The purpose of this study is to compare the fusion rates between the EBI, LLC C-Tek™ Anterior Cervical Plate, Slotted Hole Design versus the Fixed Hole Design.

Condition or Disease Intervention/Treatment Phase
  • Device: Fixed hole C-Tek™ Plate
  • Device: Slotted hole C-Tek™ Plate
 N/A

Detailed Description

This study's purpose is to compare the fusion rates between the EBI, LLC C-Tek™ Anterior Cervical Plate, Slotted Hole Design versus the Fixed Hole Design

Study Design

Study Type:
Interventional
Actual Enrollment :
115 participants
Allocation:
Randomized
Intervention Model:
Parallel Assignment
Masking:
Single (Participant)
Primary Purpose:
Treatment
Official Title:
A Multi-Center Clinical Investigation of Slotted Hole Versus Fixed Hole C-Tek™ Anterior Cervical Plates
Study Start Date :
Apr 1, 2002
Actual Primary Completion Date :
May 1, 2008
Actual Study Completion Date :
May 1, 2008

Arms and Interventions

Arm Intervention/Treatment
Active Comparator: Usage of Fixed hole C-Tek™ Plate

Fixed Hole Plate - The fixed hole plate means that the screws do not move, restricting motion and providing additional stability

Device: Fixed hole C-Tek™ Plate
Fixed hole C-Tek™ Plate
Active Comparator: Usage of Slotted hole C-Tek™ Plate

Slotted Hole Plate - Bone screw translates while plate is stationary, which ultimately promotes grafts settling through load sharing.

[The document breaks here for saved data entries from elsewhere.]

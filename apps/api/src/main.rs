mod config;
mod errors;
mod forecast;
mod routes;
mod state;
mod volume;

use anyhow::Result;
use std::net::SocketAddr;
use std::sync::Arc;
use std::time::Duration;
use tower_http::{cors::CorsLayer, trace::TraceLayer};
use tracing::info;
use tracing_subscriber::{layer::SubscriberExt, util::SubscriberInitExt, EnvFilter};

use crate::config::Config;
use crate::routes::build_router;
use crate::state::AppState;
use crate::volume::cache::RedisVolumeCache;
use crate::volume::client::HttpVolumeSource;
use crate::volume::{NoSeasonalData, SeasonalVolumeResolver, SeasonalVolumeSource};

#[tokio::main]
async fn main() -> Result<()> {
    // Load configuration first (fails fast on malformed values)
    let config = Config::from_env()?;

    // Initialize structured logging
    tracing_subscriber::registry()
        .with(EnvFilter::try_from_default_env().unwrap_or_else(|_| {
            EnvFilter::new(format!(
                "{}={}",
                env!("CARGO_PKG_NAME").replace('-', "_"),
                &config.rust_log
            ))
        }))
        .with(tracing_subscriber::fmt::layer())
        .init();

    info!("Starting Uplift API v{}", env!("CARGO_PKG_VERSION"));

    let volume_source = build_volume_source(&config)?;
    info!("Seasonal volume source initialized (backend: {})", volume_source.backend());

    let volume_resolver = SeasonalVolumeResolver::new(
        volume_source,
        config.volume_batch_size,
        Duration::from_millis(config.volume_batch_timeout_ms),
        chrono::Duration::seconds(config.volume_cache_ttl_secs as i64),
    );

    let state = AppState {
        config: config.clone(),
        volume_resolver: Arc::new(volume_resolver),
    };

    let app = build_router(state)
        .layer(TraceLayer::new_for_http())
        .layer(CorsLayer::permissive());

    let addr: SocketAddr = format!("0.0.0.0:{}", config.port).parse()?;
    info!("Listening on {addr}");

    let listener = tokio::net::TcpListener::bind(addr).await?;
    axum::serve(listener, app).await?;

    Ok(())
}

/// Upstream lookup service if configured, optionally fronted by the Redis cache.
fn build_volume_source(config: &Config) -> Result<Arc<dyn SeasonalVolumeSource>> {
    let upstream: Arc<dyn SeasonalVolumeSource> = match &config.volume_service_url {
        Some(url) => Arc::new(HttpVolumeSource::new(
            url.clone(),
            config.volume_service_api_key.clone(),
        )?),
        None => Arc::new(NoSeasonalData),
    };

    match &config.redis_url {
        Some(redis_url) => Ok(Arc::new(RedisVolumeCache::new(
            redis_url,
            upstream,
            config.volume_cache_ttl_secs,
        )?)),
        None => Ok(upstream),
    }
}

Device: Slotted hole C-Tek™ Plate
Slotted hole C-Tek™ Plate

Outcome Measures

Primary Outcome Measures

  1. Fusion Success [Last Follow-Up (Last follow-up ranged from no visit after surgery to 24 months of follow-up)]

    The fusion criteria will include radiographic evidence of no motion at the affected levels on flexion/extension and evidence of bony bridging and no lucent lines on AP/lateral views. Fusion Grading "fused" "probably fused" "pseudarthrosis" This determination was made by Dr. Nunley and there was never any more specific details given on how the determination was made between fused and probably fused.

Secondary Outcome Measures

  1. Pain at Rest [Baseline and Last Follow-Up visit (Last follow-up ranged from no visit after surgery to 24 months of follow-up)]

    Pain is calculated by patient making an X on a visual analog scale (VAS) line at each visit. Mark on x is measured via a mm ruler. Number of Participants with the Level of Pain at Rest Improved, Maintained or Worsened from Baseline to "last follow-up visit". This is calculated by subtracting the pain at the last follow-up from the pain at the baseline visit. Best Case is 0 and worst case is 100.

  2. Pain With Activity [Baseline and Last follow-up visit (Last follow-up ranged from no visit after surgery to 24 months of follow-up)]

    Pain is calculated by patient making an X on a visual analog scale (VAS) line at each visit. Mark on x is measured via a mm ruler. Number of Participants with the Level of Pain with Activity Improved, Maintained or Worsened from Baseline to "last follow-up visit". This is calculated by subtracting the pain at the last follow-up from the pain at the baseline visit. Scores range from 0 to 100 with 0 being the best score.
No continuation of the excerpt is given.